JWs Outlawed in Russia

by minimus 55 Replies latest jw friends

  • minimus

    What a dumb question

  • Room 215
    Room 215

    While I oppose any government's ban on relgious freedom, I must say that Moscow's contention that JWs are "extremists" is not without merit. (Imagine a Russian prosecutor in court entering into evidence the 2016 convention videos of little Sergei the voilin prodigy being pressured by his dad into refusing a scholariship to a prestigious conservatory, or the JW mom that refuses to answer her disfellowshipped daughther's phone call...how would that play to a jury?)

  • _Morpheus

    Its a simple question of individual choice and liberty. Its never cause for celebration when a government infringes on such, even when its for a cause you like. Tomorrow they infringe on you.

  • minimus

    Morph u r 100% correct

  • Cadellin

    I don't agree with JW teaching but freedom of religion and belief is a fundamental human right. The Russian government's accusations are fueled by the Russian Orthodox Church's hatred of Witnesses. Russia is increasingly returning to the days of totalitarianism and oppression. Banning non-conformist, minority or unpopular religions is just one symptom--it is doing other unsavory things as well, such as squelching a free media. For anyone who cares about human rights, this is not a cause for rejoicing. Do you really think Putin will stop at JWs? Oppression of one minority usually means oppression of other minorities is soon to follow (if it has not already).

  • TD

    I may be wrong on this, (And if I am, somebody please correct me...) but to my knowledge neither the Catholic Church nor The Church Of Jesus Christ of Latter Day Saints deliberately tramples upon the basic human rights of their members.

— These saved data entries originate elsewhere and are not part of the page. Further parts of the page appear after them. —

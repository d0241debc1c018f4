//! POSIX-TZ string parsing.
//!
//! Grammar (no whitespace): `std offset [dst [offset][,start[/time],end[/time]]]`
//! where `std`/`dst` are alphabetic abbreviations, `offset` is
//! `[+-]H[:M[:S]]` with positive meaning west of UTC, and `start`/`end` are
//! `Mm.w.d` dates. As an extension `w` may be negative to count occurrences
//! backwards from the end of the month.

use crate::error::TzError;

use super::tz::{DstChange, DstRule, TzRule};

struct Cursor<'a> {
    s: &'a str,
}

impl<'a> Cursor<'a> {
    fn new(s: &'a str) -> Cursor<'a> {
        Cursor { s }
    }

    fn is_empty(&self) -> bool {
        self.s.is_empty()
    }

    fn peek(&self) -> Option<char> {
        self.s.chars().next()
    }

    fn take_while<F: Fn(char) -> bool>(&mut self, pred: F) -> &'a str {
        let end = self
            .s
            .char_indices()
            .find(|&(_, c)| !pred(c))
            .map(|(i, _)| i)
            .unwrap_or(self.s.len());
        let (head, rest) = self.s.split_at(end);
        self.s = rest;
        head
    }

    fn consume(&mut self, n: usize) {
        self.s = &self.s[n.min(self.s.len())..];
    }
}

/// Read the leading alphabetic abbreviation.
fn parse_abbr(cur: &mut Cursor<'_>) -> Result<String, TzError> {
    let abbr = cur.take_while(|c| c.is_ascii_alphabetic());
    if abbr.len() < 3 {
        return Err(TzError::Abbr);
    }
    Ok(abbr.to_string())
}

/// Parse `[+-]H[:M[:S]]`. When `isoffset`, an unprefixed value is negative
/// (the POSIX west-of-UTC convention) and the result is hours:minutes:secs
/// with a uniform sign; otherwise the value is a plain time of day
/// defaulting to 02:00:00.
fn parse_time(cur: &mut Cursor<'_>, isoffset: bool) -> Result<(i32, i32, i32), TzError> {
    let mut hour: i32 = if isoffset { -1 } else { 2 };
    let mut min = 0;
    let mut sec = 0;

    if cur.is_empty() {
        return Ok((hour, min, sec));
    }

    let raw = cur.take_while(|c| c.is_ascii_digit() || c == ':' || c == '-' || c == '+');
    if raw.is_empty() {
        return Ok((hour, min, sec));
    }
    if raw.len() > 11 {
        return Err(TzError::Time);
    }

    let (explicit_pos, body) = match raw.as_bytes()[0] {
        b'+' => (true, &raw[1..]),
        b'-' => (false, &raw[1..]),
        _ => (false, raw),
    };

    let mut parts = body.split(':');
    let mut next_num = |err| -> Result<Option<i32>, TzError> {
        match parts.next() {
            None => Ok(None),
            Some(p) => p.parse::<i32>().map(Some).map_err(|_| err),
        }
    };

    if let Some(v) = next_num(TzError::Time)? {
        hour = v;
    }
    if let Some(v) = next_num(TzError::Time)? {
        min = v;
    }
    if let Some(v) = next_num(TzError::Time)? {
        sec = v;
    }
    if parts.next().is_some() {
        return Err(TzError::Time);
    }

    if isoffset && !explicit_pos {
        hour = -hour;
        min = -min;
        sec = -sec;
    }

    Ok((hour, min, sec))
}

/// Parse an offset expression into seconds east of UTC.
fn parse_time_offset(cur: &mut Cursor<'_>) -> Result<i64, TzError> {
    let (h, m, s) = parse_time(cur, true).map_err(|_| TzError::Offset)?;
    Ok(i64::from(h) * 3600 + i64::from(m) * 60 + i64::from(s))
}

pub(super) fn parse_offset_str(s: &str) -> Result<i64, TzError> {
    let mut cur = Cursor::new(s);
    let offset = parse_time_offset(&mut cur)?;
    if !cur.is_empty() {
        return Err(TzError::Offset);
    }
    Ok(offset)
}

/// Parse an `Mm.w.d` date.
fn parse_date(cur: &mut Cursor<'_>) -> Result<(i32, i32, i32), TzError> {
    if cur.peek() != Some('M') {
        return Err(TzError::Date);
    }
    cur.consume(1);

    let raw = cur.take_while(|c| c.is_ascii_digit() || c == '.' || c == '-');
    if raw.len() < 5 || raw.len() > 8 {
        return Err(TzError::Date);
    }

    let mut parts = raw.split('.');
    let m: i32 = parts
        .next()
        .and_then(|p| p.parse().ok())
        .ok_or(TzError::Date)?;
    let w: i32 = parts
        .next()
        .and_then(|p| p.parse().ok())
        .ok_or(TzError::Date)?;
    let d: i32 = parts
        .next()
        .and_then(|p| p.parse().ok())
        .ok_or(TzError::Date)?;
    if parts.next().is_some() {
        return Err(TzError::Date);
    }

    if !(1..=12).contains(&m) || !(-5..=5).contains(&w) || !(0..=6).contains(&d) {
        return Err(TzError::Date);
    }
    Ok((m, w, d))
}

/// Parse `date[/time]` into a change descriptor.
fn parse_date_time(s: &str) -> Result<DstChange, TzError> {
    let (date_part, time_part) = match s.split_once('/') {
        Some((d, t)) => (d, Some(t)),
        None => (s, None),
    };
    if time_part.map(|t| t.contains('/')).unwrap_or(false) {
        return Err(TzError::Datetime);
    }

    let mut cur = Cursor::new(date_part);
    let (month, occur, wday) = parse_date(&mut cur)?;
    if !cur.is_empty() {
        return Err(TzError::Date);
    }

    let (hour, min, sec) = match time_part {
        Some(t) => {
            let mut cur = Cursor::new(t);
            let parsed = parse_time(&mut cur, false)?;
            if !cur.is_empty() {
                return Err(TzError::Time);
            }
            parsed
        }
        None => (2, 0, 0),
    };

    Ok(DstChange { month, wday, occur, hour, min, sec })
}

/// Parse a `start[/time]` + `end[/time]` pair into a [`DstRule`].
pub(super) fn parse_dst_adjust_rule(
    start: &str,
    end: &str,
    year: i64,
    offset: i64,
    offset_dst: i64,
) -> Result<DstRule, TzError> {
    Ok(DstRule {
        year,
        offset,
        offset_dst,
        start: parse_date_time(start)?,
        end: parse_date_time(end)?,
    })
}

/// Parse a full POSIX-TZ string into a rule-based timezone. The returned
/// name is the complete source string, which doubles as the zone's lookup
/// name.
pub fn parse_posix_str(s: &str) -> Result<(TzRule, String), TzError> {
    if s.is_empty() {
        return Err(TzError::Invalid);
    }

    let mut parts = s.split(',');
    let head = parts.next().unwrap_or("");
    let start = parts.next();
    let end = parts.next();
    if parts.next().is_some() || (start.is_some() != end.is_some()) {
        return Err(TzError::Error);
    }

    let mut tz = TzRule::new();
    tz.name = s.to_string();

    let mut cur = Cursor::new(head);
    tz.abbr = parse_abbr(&mut cur)?;
    tz.offset = parse_time_offset(&mut cur)?;

    // Form 1: no DST at all.
    let (start, end) = match (start, end) {
        (Some(start), Some(end)) => (start, end),
        _ => return Ok((tz, s.to_string())),
    };

    if cur.is_empty() {
        return Err(TzError::DstAbbr);
    }
    tz.abbr_dst = Some(parse_abbr(&mut cur).map_err(|_| TzError::DstAbbr)?);

    let offset_dst = if cur.is_empty() {
        // One hour ahead of standard by default.
        tz.offset + 3600
    } else {
        parse_time_offset(&mut cur).map_err(|_| TzError::DstOffset)?
    };

    if start.is_empty() || end.is_empty() {
        return Err(TzError::Date);
    }
    let adjust = parse_dst_adjust_rule(start, end, 0, tz.offset, offset_dst)?;
    tz.add_dst_adjust(adjust);

    Ok((tz, s.to_string()))
}

#[cfg(test)]
mod tests {
    use super::*;

    #[test]
    fn parse_est5edt() {
        let (tz, name) = parse_posix_str("EST5EDT,M3.2.0/02:00:00,M11.1.0/02:00:00").unwrap();
        assert_eq!(name, "EST5EDT,M3.2.0/02:00:00,M11.1.0/02:00:00");
        assert_eq!(tz.abbr, "EST");
        assert_eq!(tz.abbr_dst.as_deref(), Some("EDT"));
        assert_eq!(tz.offset, -18_000);
    }

    #[test]
    fn parse_utc_only() {
        let (tz, _) = parse_posix_str("UTC0").unwrap();
        assert_eq!(tz.abbr, "UTC");
        assert_eq!(tz.offset, 0);
        assert!(tz.abbr_dst.is_none());
    }

    #[test]
    fn parse_default_dst_offset() {
        // No explicit DST offset: one hour ahead of standard.
        let (tz, _) = parse_posix_str("CST6CDT,M3.2.0,M11.1.0").unwrap();
        assert_eq!(tz.offset, -21_600);
        let (offset, isdst, _) = tz.adjust_tolocal(1_375_277_153);
        assert_eq!(offset, -18_000);
        assert!(isdst);
    }

    #[test]
    fn offset_sign_convention() {
        // An unprefixed offset is west of UTC; only an explicit '+' flips
        // it east.
        let (tz, _) = parse_posix_str("EST5").unwrap();
        assert_eq!(tz.offset, -18_000);
        let (tz, _) = parse_posix_str("XYZ+9").unwrap();
        assert_eq!(tz.offset, 32_400);
    }

    #[test]
    fn reject_bad_strings() {
        assert!(parse_posix_str("").is_err());
        assert!(parse_posix_str("E5").is_err());
        assert!(parse_posix_str("EST5EDT,M3.2.0").is_err());
        assert!(parse_posix_str("EST5EDT,M13.2.0,M11.1.0").is_err());
        assert!(parse_posix_str("EST5EDT,M3.2.9,M11.1.0").is_err());
    }
}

    They do not forbid medical treatments that have become standard protocol. They do not violate medical autonomy by stepping in and making specific rulings about the permissibility of experimental treatments for individuals. They do not require their members to break confidentiality law and/or professional medical ethics. They do not deny their members the right to an impartial record of disciplinary proceedings. They do not practice a form of shunning straight out of the Middle Ages. They do not refuse to allow members to leave, discontinue or change their religious beliefs with dignity. They do not refuse to cooperate with government inquiries on child abuse. They do not go before the ECHR and deliberately lie so that they can continue these practices.

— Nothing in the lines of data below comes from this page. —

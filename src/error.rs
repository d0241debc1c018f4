use std::fmt;

/// I/O result codes shared by every layer in the runtime.
///
/// These intentionally mirror the portable subset of OS socket errors. A
/// layer maps raw `errno` values through [`IoError::from_errno`] and reports
/// the mapped value; anything unrecognized collapses to [`IoError::Error`].
#[derive(Debug, Clone, Copy, PartialEq, Eq)]
pub enum IoError {
    Success,
    WouldBlock,
    Interrupted,
    NotConnected,
    NotPerm,
    ConnReset,
    ConnAborted,
    Disconnect,
    AddrInUse,
    ProtoNotSupported,
    ConnRefused,
    NetUnreachable,
    TimedOut,
    NoSysResources,
    NotFound,
    Invalid,
    Error,
}

impl IoError {
    /// Map a POSIX `errno` value to a portable error code.
    pub fn from_errno(err: i32) -> IoError {
        if err == 0 {
            return IoError::Success;
        }
        if err == libc::EAGAIN || err == libc::EWOULDBLOCK || err == libc::EINPROGRESS {
            return IoError::WouldBlock;
        }
        match err {
            libc::EINTR => IoError::Interrupted,
            libc::ENOTCONN => IoError::NotConnected,
            libc::EACCES | libc::EPERM => IoError::NotPerm,
            libc::ECONNRESET | libc::ENETRESET => IoError::ConnReset,
            libc::ECONNABORTED => IoError::ConnAborted,
            libc::EPIPE => IoError::Disconnect,
            libc::EADDRINUSE => IoError::AddrInUse,
            libc::EAFNOSUPPORT | libc::EPROTONOSUPPORT => IoError::ProtoNotSupported,
            libc::ECONNREFUSED => IoError::ConnRefused,
            libc::ENETUNREACH | libc::EHOSTUNREACH | libc::ENETDOWN => IoError::NetUnreachable,
            libc::ETIMEDOUT => IoError::TimedOut,
            libc::EMFILE | libc::ENFILE | libc::ENOBUFS | libc::ENOMEM => IoError::NoSysResources,
            _ => IoError::Error,
        }
    }

    /// Map an `std::io::Error`, preferring the raw OS error when present.
    pub fn from_io_error(err: &std::io::Error) -> IoError {
        match err.raw_os_error() {
            Some(errno) => IoError::from_errno(errno),
            None => IoError::Error,
        }
    }

    /// Whether this code represents a condition worth retrying after the
    /// next readiness event.
    pub fn is_transient(self) -> bool {
        matches!(self, IoError::WouldBlock | IoError::Interrupted)
    }
}

impl fmt::Display for IoError {
    fn fmt(&self, f: &mut fmt::Formatter<'_>) -> fmt::Result {
        let s = match self {
            IoError::Success => "Success",
            IoError::WouldBlock => "Operation would block",
            IoError::Interrupted => "Interrupted by signal",
            IoError::NotConnected => "Not connected",
            IoError::NotPerm => "Operation not permitted",
            IoError::ConnReset => "Connection reset by peer",
            IoError::ConnAborted => "Connection aborted",
            IoError::Disconnect => "Disconnected",
            IoError::AddrInUse => "Address in use",
            IoError::ProtoNotSupported => "Protocol not supported",
            IoError::ConnRefused => "Connection refused",
            IoError::NetUnreachable => "Network unreachable",
            IoError::TimedOut => "Operation timed out",
            IoError::NoSysResources => "Out of system resources",
            IoError::NotFound => "Not found",
            IoError::Invalid => "Invalid argument",
            IoError::Error => "Generic error",
        };
        f.write_str(s)
    }
}

impl std::error::Error for IoError {}

/// Result codes for timezone parsing and database operations.
#[derive(Debug, Clone, Copy, PartialEq, Eq)]
pub enum TzError {
    /// Duplicate zone name.
    Dup,
    /// Malformed INI data.
    Ini,
    /// Bad year in a DST rule.
    Year,
    /// Bad standard offset.
    Offset,
    /// Bad DST offset.
    DstOffset,
    /// Bad standard abbreviation.
    Abbr,
    /// Bad DST abbreviation.
    DstAbbr,
    /// Bad date in a DST change descriptor.
    Date,
    /// Bad time in a DST change descriptor.
    Time,
    /// Bad combined date/time.
    Datetime,
    /// Invalid arguments.
    Invalid,
    /// Generic failure.
    Error,
}

impl fmt::Display for TzError {
    fn fmt(&self, f: &mut fmt::Formatter<'_>) -> fmt::Result {
        write!(f, "{:?}", self)
    }
}

impl std::error::Error for TzError {}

    People can call this stuff "religious freedom" if they want, but the liberal, "anything goes" view of religion we hold here in the U.S., where even The Church of Euthanasia has a right to exist is not universal.

  • VIII

    My family sent me the letters they sent to Russian officials begging them not to ban the JWs. They also sent me emails telling me this was proof of the Great Tribulation. This just feeds into their belief that the end is near and the "System is Ending". Those words get used a lot in conversations...Ugh.

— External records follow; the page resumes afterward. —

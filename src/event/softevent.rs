//! Soft-event and pending-event bookkeeping.
//!
//! Soft events turn edge-triggered kernel notifications into resettable
//! level semantics and let one layer synthesize events for its siblings.
//! Per I/O object, each layer (plus one user slot) holds a bitset of
//! pending [`EventType`]s; the object's position in the queue is fixed by
//! its first event and delivery follows that order.

use std::collections::hash_map::Entry;
use std::collections::HashMap;
use std::sync::Arc;

use crate::io::Io;

use super::{EventType, EVENT_TYPE_COUNT};

/// High bit of a pending slot: a *higher* layer still has events queued, so
/// delivery must keep scanning past this empty slot.
const PENDING_MORE_ABOVE: u16 = 0x8000;
const PENDING_TYPE_MASK: u16 = 0x7FFF;

pub(crate) type IoId = usize;

pub(crate) fn io_id(io: &Arc<Io>) -> IoId {
    Arc::as_ptr(io) as IoId
}

struct SoftEntry {
    io: Arc<Io>,
    /// One bitset per layer, plus the trailing user slot.
    bits: Vec<u16>,
}

/// Insertion-ordered queue of per-object soft-event bitsets.
#[derive(Default)]
pub(crate) struct SoftQueue {
    order: Vec<IoId>,
    entries: HashMap<IoId, SoftEntry>,
}

impl SoftQueue {
    pub fn is_empty(&self) -> bool {
        self.order.is_empty()
    }

    pub fn add(&mut self, io: &Arc<Io>, layer_id: usize, ty: EventType) {
        let num_slots = io.layer_count() + 1;
        if layer_id >= num_slots {
            return;
        }

        let id = io_id(io);
        let entry = match self.entries.entry(id) {
            Entry::Occupied(e) => e.into_mut(),
            Entry::Vacant(v) => {
                self.order.push(id);
                v.insert(SoftEntry { io: Arc::clone(io), bits: vec![0; num_slots] })
            }
        };
        if entry.bits.len() < num_slots {
            entry.bits.resize(num_slots, 0);
        }
        entry.bits[layer_id] |= ty.bit();
    }

    pub fn del(&mut self, io: &Arc<Io>, layer_id: usize, ty: EventType) {
        let id = io_id(io);
        if let Some(entry) = self.entries.get_mut(&id) {
            if let Some(slot) = entry.bits.get_mut(layer_id) {
                *slot &= !ty.bit();
            }
            if entry.bits.iter().all(|&b| b == 0) {
                self.remove(id);
            }
        }
    }

    /// Clear every queued soft event for an object. With `nonerror_only`,
    /// Disconnected and Error survive so a close in progress still reaches
    /// the upper layers.
    pub fn clear_io(&mut self, id: IoId, nonerror_only: bool) {
        let mut empty = true;
        if let Some(entry) = self.entries.get_mut(&id) {
            for slot in entry.bits.iter_mut() {
                if nonerror_only {
                    *slot &= EventType::Disconnected.bit() | EventType::Error.bit();
                } else {
                    *slot = 0;
                }
                if *slot != 0 {
                    empty = false;
                }
            }
        } else {
            return;
        }
        if empty {
            self.remove(id);
        }
    }

    fn remove(&mut self, id: IoId) {
        self.entries.remove(&id);
        self.order.retain(|&o| o != id);
    }

    /// Move every queued soft event into the pending queue, preserving
    /// per-object order. Additions made while the drain runs go to the
    /// (now empty) queue and are picked up by the next drain.
    pub fn drain_into(&mut self, pending: &mut PendingQueue) -> u64 {
        let order = std::mem::take(&mut self.order);
        let mut entries = std::mem::take(&mut self.entries);
        let mut moved = 0;

        for id in order {
            let entry = match entries.remove(&id) {
                Some(e) => e,
                None => continue,
            };
            for (layer_id, &bits) in entry.bits.iter().enumerate() {
                if bits == 0 {
                    continue;
                }
                for i in 0..EVENT_TYPE_COUNT {
                    if bits & (1 << i) != 0 {
                        let ty = EventType::from_index(i).unwrap_or(EventType::Other);
                        pending.queue(&entry.io, layer_id, ty);
                        moved += 1;
                    }
                }
            }
        }
        moved
    }
}

struct PendingEntry {
    io: Arc<Io>,
    bits: Vec<u16>,
}

/// Events collected for one dispatch pass, ordered by first arrival per
/// object.
#[derive(Default)]
pub(crate) struct PendingQueue {
    order: Vec<IoId>,
    entries: HashMap<IoId, PendingEntry>,
}

impl PendingQueue {
    pub fn queue(&mut self, io: &Arc<Io>, layer_id: usize, ty: EventType) {
        let num_slots = io.layer_count() + 1;
        if layer_id >= num_slots {
            return;
        }

        let id = io_id(io);
        let entry = match self.entries.entry(id) {
            Entry::Occupied(e) => e.into_mut(),
            Entry::Vacant(v) => {
                self.order.push(id);
                v.insert(PendingEntry { io: Arc::clone(io), bits: vec![0; num_slots] })
            }
        };
        if entry.bits.len() < num_slots {
            entry.bits.resize(num_slots, 0);
        }
        entry.bits[layer_id] |= ty.bit();

        // Tag every lower layer so the delivery scan knows to keep going
        // even if the lower slots themselves are empty.
        for slot in entry.bits[..layer_id].iter_mut() {
            *slot |= PENDING_MORE_ABOVE;
        }
    }

    /// The next undelivered event, scanning objects in arrival order and
    /// layers bottom-up. An all-zero slot means nothing is queued at or
    /// above it for that object.
    pub fn first_deliverable(&self) -> Option<(Arc<Io>, usize, EventType)> {
        for id in &self.order {
            let entry = match self.entries.get(id) {
                Some(e) => e,
                None => continue,
            };
            for (layer_id, &bits) in entry.bits.iter().enumerate() {
                if bits == 0 {
                    break;
                }
                let types = bits & PENDING_TYPE_MASK;
                if types == 0 {
                    continue;
                }
                for i in 0..EVENT_TYPE_COUNT {
                    if types & (1 << i) != 0 {
                        let ty = EventType::from_index(i).unwrap_or(EventType::Other);
                        return Some((Arc::clone(&entry.io), layer_id, ty));
                    }
                }
            }
        }
        None
    }

    /// Record that `ty` was presented to `layer_id` (dispatch visits each
    /// layer from the origin upward, clearing as it goes). Clears the
    /// more-above tags downward once the slot above has fully drained.
    pub fn mark_delivered(&mut self, id: IoId, ty: EventType, layer_id: usize) {
        let entry = match self.entries.get_mut(&id) {
            Some(e) => e,
            None => return,
        };
        if let Some(slot) = entry.bits.get_mut(layer_id) {
            *slot &= !ty.bit();
        }
        for i in (0..layer_id.min(entry.bits.len().saturating_sub(1))).rev() {
            if entry.bits[i + 1] != 0 {
                break;
            }
            entry.bits[i] &= !PENDING_MORE_ABOVE;
        }
    }

    /// Drop all queued events for an object without disturbing an ongoing
    /// enumeration.
    pub fn clear_io(&mut self, id: IoId) {
        if let Some(entry) = self.entries.get_mut(&id) {
            for slot in entry.bits.iter_mut() {
                *slot = 0;
            }
        }
    }

    pub fn clear_all(&mut self) {
        self.order.clear();
        self.entries.clear();
    }
}

#[cfg(test)]
mod tests {
    use super::*;
    use crate::io::{IoKind, Layer};

    struct NullLayer;

    impl Layer for NullLayer {
        fn name(&self) -> &'static str {
            "NULL"
        }
        fn as_any_mut(&mut self) -> &mut dyn std::any::Any {
            self
        }
    }

    fn io_with_layers(n: usize) -> Arc<Io> {
        let io = Io::new(IoKind::Stream);
        for _ in 0..n {
            io.add_layer(Box::new(NullLayer));
        }
        io
    }

    #[test]
    fn first_event_fixes_object_position() {
        let a = io_with_layers(1);
        let b = io_with_layers(1);

        let mut q = SoftQueue::default();
        q.add(&a, 0, EventType::Read);
        q.add(&b, 0, EventType::Read);
        // A later event for `a` must not move it behind `b`.
        q.add(&a, 0, EventType::Write);

        let mut pending = PendingQueue::default();
        assert_eq!(q.drain_into(&mut pending), 3);
        assert!(q.is_empty());

        let (io, layer, ty) = pending.first_deliverable().unwrap();
        assert!(Arc::ptr_eq(&io, &a));
        assert_eq!((layer, ty), (0, EventType::Read));
    }

    #[test]
    fn delivery_scans_layers_bottom_up() {
        let io = io_with_layers(2);

        let mut pending = PendingQueue::default();
        pending.queue(&io, 1, EventType::Read);
        pending.queue(&io, 0, EventType::Read);

        let (_, layer, _) = pending.first_deliverable().unwrap();
        assert_eq!(layer, 0);
        pending.mark_delivered(io_id(&io), EventType::Read, 0);
        let (_, layer, _) = pending.first_deliverable().unwrap();
        assert_eq!(layer, 1);
    }

    #[test]
    fn more_above_tag_bridges_empty_slots() {
        // An event on layer 2 alone must still be reachable past the empty
        // lower slots, and the tags must unwind once it drains.
        let io = io_with_layers(3);

        let mut pending = PendingQueue::default();
        pending.queue(&io, 2, EventType::Write);

        let (_, layer, ty) = pending.first_deliverable().unwrap();
        assert_eq!((layer, ty), (2, EventType::Write));

        pending.mark_delivered(io_id(&io), EventType::Write, 2);
        assert!(pending.first_deliverable().is_none());
    }

    #[test]
    fn event_type_order_within_a_slot() {
        let io = io_with_layers(1);

        let mut pending = PendingQueue::default();
        pending.queue(&io, 0, EventType::Error);
        pending.queue(&io, 0, EventType::Read);

        // Numeric EventType order: Read before Error.
        let (_, _, ty) = pending.first_deliverable().unwrap();
        assert_eq!(ty, EventType::Read);
        pending.mark_delivered(io_id(&io), EventType::Read, 0);
        let (_, _, ty) = pending.first_deliverable().unwrap();
        assert_eq!(ty, EventType::Error);
    }

    #[test]
    fn del_removes_empty_node() {
        let io = io_with_layers(1);

        let mut q = SoftQueue::default();
        q.add(&io, 0, EventType::Read);
        q.del(&io, 0, EventType::Read);
        assert!(q.is_empty());
    }

    #[test]
    fn clear_io_can_preserve_terminal_events() {
        let io = io_with_layers(1);

        let mut q = SoftQueue::default();
        q.add(&io, 0, EventType::Read);
        q.add(&io, 0, EventType::Disconnected);
        q.clear_io(io_id(&io), true);
        assert!(!q.is_empty());

        let mut pending = PendingQueue::default();
        assert_eq!(q.drain_into(&mut pending), 1);
        let (_, _, ty) = pending.first_deliverable().unwrap();
        assert_eq!(ty, EventType::Disconnected);

        q.add(&io, 0, EventType::Read);
        q.clear_io(io_id(&io), false);
        assert!(q.is_empty());
    }
}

    This will make their paranoia worse.

  • _Morpheus

    Td, thats where i have to break with you. Jw’s dont “forbid” anything, nor do they have the authority to forbid. They have no power their membership dosent willingly grant. Your free to leave anytime. Your family and friends dont have shun you, its a choice they make. I realize this is an unpopular opinion but we all have choices even if those choices are influenced by a high control religious group.

  • Vidiot
    Morpheus - "...JWs dont 'forbid' anything..."

    You're right.

    The Watchtower Society forbids things.

  • TD

    You raise an interesting question Morpheus and I think the answer lies in the distinction between freedom of choice and the ability to freely exercise it.

    To borrow a scenario from The Godfather, if someone were to hand you a blank check and tell you, "In ten seconds either your signature will be on that check or your brains will be on the check" have they taken away your freedom of choice?

    I would argue that freedom of choice in the absolute sense is an abstract that's virtually impossible to take away from anyone. What actually gets taken away is the ability to freely exercise it.

    So when you say that JW's don't forbid anything; that they don't have the authority to forbid and that it ultimately comes down to freedom of choice, I don't disagree, but I don't think that's quite the issue.

    The issue is whether a church may attach adverse consequences to choices that are considered to be basic human rights and still be recognized as a church.

    This is what the JW's, in the amicable settlement mediated by the ECHR, agreed to do in order to be recognized as a church in Bulgaria

    "The applicant undertook with regard to its stance on blood transfusions to draft a statement for inclusion in its statute providing that members should have free choice in the matter for themselves and their children without any control or sanction on the part of the association." (Information Note No. 148 on the 276th Session of the European Commission of Human Rights -- Section B II)

    We both know that didn't happen.

    The JW's chose to trample upon basic human rights as recognized by the ECHR and now they're crying like stuck pigs when a country that doesn't particularly like religion to begin with bans them.